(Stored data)
//! Segmented mono audio buffer
//!
//! An [`AudioBuffer`] stores mono floating-point PCM and exposes it as a
//! sequence of fixed-width analysis segments. Decoding source files,
//! resampling, and channel mixdown are the importer's job; the buffer
//! assumes it is handed mono samples at a declared rate.

use std::path::Path;

use tracing::debug;

use crate::error::{CodecError, Result};

/// Mono PCM samples with segment-based access for analysis
#[derive(Debug, Clone, PartialEq)]
pub struct AudioBuffer {
    samples: Vec<f32>,
    sample_rate_hz: u32,
    n_segments: usize,
    n_samples_per_segment: usize,
}

impl AudioBuffer {
    /// Create a buffer from existing samples
    ///
    /// The samples are zero-padded so that the buffer covers a whole
    /// number of segments.
    ///
    /// # Arguments
    ///
    /// * `samples` - Floating-point PCM samples in [-1, 1]
    /// * `sample_rate_hz` - Sampling rate used to generate the samples
    /// * `window_width_ms` - Segmentation window width, in milliseconds
    pub fn from_samples(samples: Vec<f32>, sample_rate_hz: u32, window_width_ms: f32) -> Self {
        let mut buffer = Self {
            samples,
            sample_rate_hz,
            n_segments: 0,
            n_samples_per_segment: 0,
        };

        buffer.set_window_width_ms(window_width_ms);
        buffer
    }

    /// Create an empty buffer
    ///
    /// An empty buffer has no segments; samples may be supplied later via
    /// [`AudioBuffer::set_samples`].
    pub fn new(sample_rate_hz: u32, window_width_ms: f32) -> Self {
        Self::from_samples(Vec::new(), sample_rate_hz, window_width_ms)
    }

    /// Access the flat (unsegmented) samples
    pub fn samples(&self) -> &[f32] {
        &self.samples
    }

    /// Replace the buffer's samples
    ///
    /// Segment bounds are recomputed for the new samples. An empty
    /// replacement clears the buffer.
    pub fn set_samples(&mut self, samples: Vec<f32>) {
        if samples.is_empty() {
            self.samples.clear();
            self.n_segments = 0;
            return;
        }

        self.samples = samples;
        self.set_window_width_ms(self.window_width_ms());
    }

    /// Return the sampling rate, in Hertz
    pub fn sample_rate_hz(&self) -> u32 {
        self.sample_rate_hz
    }

    /// Return the segmentation window width, in milliseconds
    pub fn window_width_ms(&self) -> f32 {
        self.n_samples_per_segment as f32 / (self.sample_rate_hz as f32 * 1e-3)
    }

    /// Recompute segment bounds for a new window width
    ///
    /// The samples are zero-padded so that the final segment is complete.
    /// A window width of zero degenerates to one-sample segments.
    pub fn set_window_width_ms(&mut self, window_width_ms: f32) {
        if window_width_ms == 0.0 {
            self.n_samples_per_segment = 1;
            self.n_segments = self.samples.len();
            return;
        }

        self.n_samples_per_segment =
            ((self.sample_rate_hz as f32 * window_width_ms * 1e-3) as usize).max(1);
        self.n_segments = self.samples.len() / self.n_samples_per_segment;

        // Pad the trailing partial segment with zeros
        let covered = self.n_samples_per_segment * self.n_segments;

        if self.samples.len() > covered {
            self.samples
                .resize(covered + self.n_samples_per_segment, 0.0);
        }
    }

    /// Return the number of samples in each segment
    pub fn n_samples_per_segment(&self) -> usize {
        self.n_samples_per_segment
    }

    /// Return the number of analysis segments
    pub fn n_segments(&self) -> usize {
        self.n_segments
    }

    /// Report whether the buffer contains no samples
    pub fn is_empty(&self) -> bool {
        self.samples.is_empty()
    }

    /// Access the ith segment
    ///
    /// # Errors
    ///
    /// Returns [`CodecError::Empty`] for an empty buffer and
    /// [`CodecError::IndexOutOfRange`] if `i >= n_segments`
    pub fn segment(&self, i: usize) -> Result<&[f32]> {
        if self.is_empty() {
            return Err(CodecError::Empty);
        }

        if i >= self.n_segments {
            return Err(CodecError::index_out_of_range(i, self.n_segments));
        }

        let start = i * self.n_samples_per_segment;
        Ok(&self.samples[start..start + self.n_samples_per_segment])
    }

    /// Access all segments
    pub fn all_segments(&self) -> Vec<&[f32]> {
        (0..self.n_segments)
            .map(|i| {
                let start = i * self.n_samples_per_segment;
                &self.samples[start..start + self.n_samples_per_segment]
            })
            .collect()
    }

    /// Mutable access to the ith segment, for in-place windowing
    pub(crate) fn segment_mut(&mut self, i: usize) -> Result<&mut [f32]> {
        if self.is_empty() {
            return Err(CodecError::Empty);
        }

        if i >= self.n_segments {
            return Err(CodecError::index_out_of_range(i, self.n_segments));
        }

        let start = i * self.n_samples_per_segment;
        Ok(&mut self.samples[start..start + self.n_samples_per_segment])
    }

    /// Mutable access to the flat samples, for in-place filtering
    pub(crate) fn samples_mut(&mut self) -> &mut [f32] {
        &mut self.samples
    }

    /// Export the buffer as a WAV file (PCM-16 mono) for playback
    ///
    /// # Errors
    ///
    /// Returns [`CodecError::Empty`] for an empty buffer, or an I/O error
    /// if the file cannot be written
    pub fn render(&self, path: &Path) -> Result<()> {
        if self.is_empty() {
            return Err(CodecError::Empty);
        }

        let spec = hound::WavSpec {
            channels: 1,
            sample_rate: self.sample_rate_hz,
            bits_per_sample: 16,
            sample_format: hound::SampleFormat::Int,
        };

        let mut writer = hound::WavWriter::create(path, spec)?;
        for &sample in &self.samples {
            let quantized = (sample.clamp(-1.0, 1.0) * f32::from(i16::MAX)) as i16;
            writer.write_sample(quantized)?;
        }
        writer.finalize()?;

        debug!(path = %path.display(), samples = self.samples.len(), "rendered WAV");
        Ok(())
    }
}

#[cfg(test)]
mod tests {
    use super::*;
    use proptest::prelude::*;

    #[test]
    fn test_empty_buffer_has_no_segments() {
        let buffer = AudioBuffer::new(8000, 25.0);

        assert!(buffer.is_empty());
        assert_eq!(buffer.n_segments(), 0);
        assert!(matches!(buffer.segment(0), Err(CodecError::Empty)));
    }

    #[test]
    fn test_exact_multiple_needs_no_padding() {
        let buffer = AudioBuffer::from_samples(vec![0.5; 400], 8000, 25.0);

        assert_eq!(buffer.n_samples_per_segment(), 200);
        assert_eq!(buffer.n_segments(), 2);
        assert_eq!(buffer.samples().len(), 400);
    }

    #[test]
    fn test_partial_segment_zero_padded() {
        let buffer = AudioBuffer::from_samples(vec![0.5; 450], 8000, 25.0);

        assert_eq!(buffer.n_segments(), 2);
        assert_eq!(buffer.samples().len(), 600);
        assert!(buffer.samples()[450..].iter().all(|&s| s == 0.0));
    }

    #[test]
    fn test_segment_out_of_range() {
        let buffer = AudioBuffer::from_samples(vec![0.5; 400], 8000, 25.0);

        assert!(matches!(
            buffer.segment(2),
            Err(CodecError::IndexOutOfRange { index: 2, length: 2 })
        ));
    }

    #[test]
    fn test_segment_covers_expected_span() {
        let samples: Vec<f32> = (0..400).map(|i| i as f32).collect();
        let buffer = AudioBuffer::from_samples(samples, 8000, 25.0);

        let second = buffer.segment(1).unwrap();
        assert_eq!(second[0], 200.0);
        assert_eq!(second[199], 399.0);

        assert_eq!(buffer.all_segments().len(), 2);
    }

    #[test]
    fn test_zero_window_width_degenerates() {
        let buffer = AudioBuffer::from_samples(vec![0.1; 10], 8000, 0.0);

        assert_eq!(buffer.n_samples_per_segment(), 1);
        assert_eq!(buffer.n_segments(), 10);
    }

    #[test]
    fn test_set_samples_resegments() {
        let mut buffer = AudioBuffer::from_samples(vec![0.5; 400], 8000, 25.0);

        buffer.set_samples(vec![0.25; 200]);
        assert_eq!(buffer.n_segments(), 1);

        buffer.set_samples(Vec::new());
        assert!(buffer.is_empty());
        assert_eq!(buffer.n_segments(), 0);
    }

    #[test]
    fn test_window_width_round_trips() {
        let buffer = AudioBuffer::from_samples(vec![0.5; 400], 8000, 25.0);
        assert!((buffer.window_width_ms() - 25.0).abs() < 1e-4);
    }

    #[test]
    fn test_render_rejects_empty_buffer() {
        let buffer = AudioBuffer::new(8000, 25.0);
        let dir = temp_dir::TempDir::new().unwrap();

        let result = buffer.render(&dir.path().join("empty.wav"));
        assert!(matches!(result, Err(CodecError::Empty)));
    }

    #[test]
    fn test_render_writes_wav16_mono() {
        let samples: Vec<f32> = (0..400)
            .map(|i| (i as f32 * 0.05).sin() * 0.5)
            .collect();
        let buffer = AudioBuffer::from_samples(samples, 8000, 25.0);

        let dir = temp_dir::TempDir::new().unwrap();
        let path = dir.path().join("tone.wav");
        buffer.render(&path).unwrap();

        let reader = hound::WavReader::open(&path).unwrap();
        let spec = reader.spec();
        assert_eq!(spec.channels, 1);
        assert_eq!(spec.sample_rate, 8000);
        assert_eq!(spec.bits_per_sample, 16);
        assert_eq!(reader.len(), 400);
    }

    proptest! {
        /// Segmentation always covers the samples within one zero segment
        #[test]
        fn prop_segmentation_padding(
            n_samples in 0usize..4000,
            window_width_ms in 1.0f32..50.0,
        ) {
            let samples = vec![0.25f32; n_samples];
            let buffer = AudioBuffer::from_samples(samples, 8000, window_width_ms);

            let covered = buffer.n_segments() * buffer.n_samples_per_segment();
            prop_assert!(covered <= buffer.samples().len());
            prop_assert!(
                buffer.samples().len() <= covered + buffer.n_samples_per_segment()
            );

            // Any padding must be silence
            prop_assert!(buffer.samples()[n_samples..].iter().all(|&s| s == 0.0));
        }
    }
}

- **WORK ITEM**
Repeat only what lies between the first line of the data and the line containing "job; the buffer", both of those lines included, exactly as it stands.

- **RESULT FOR THIS EXERCISE**
//! Segmented mono audio buffer
//!
//! An [`AudioBuffer`] stores mono floating-point PCM and exposes it as a
//! sequence of fixed-width analysis segments. Decoding source files,
//! resampling, and channel mixdown are the importer's job; the buffer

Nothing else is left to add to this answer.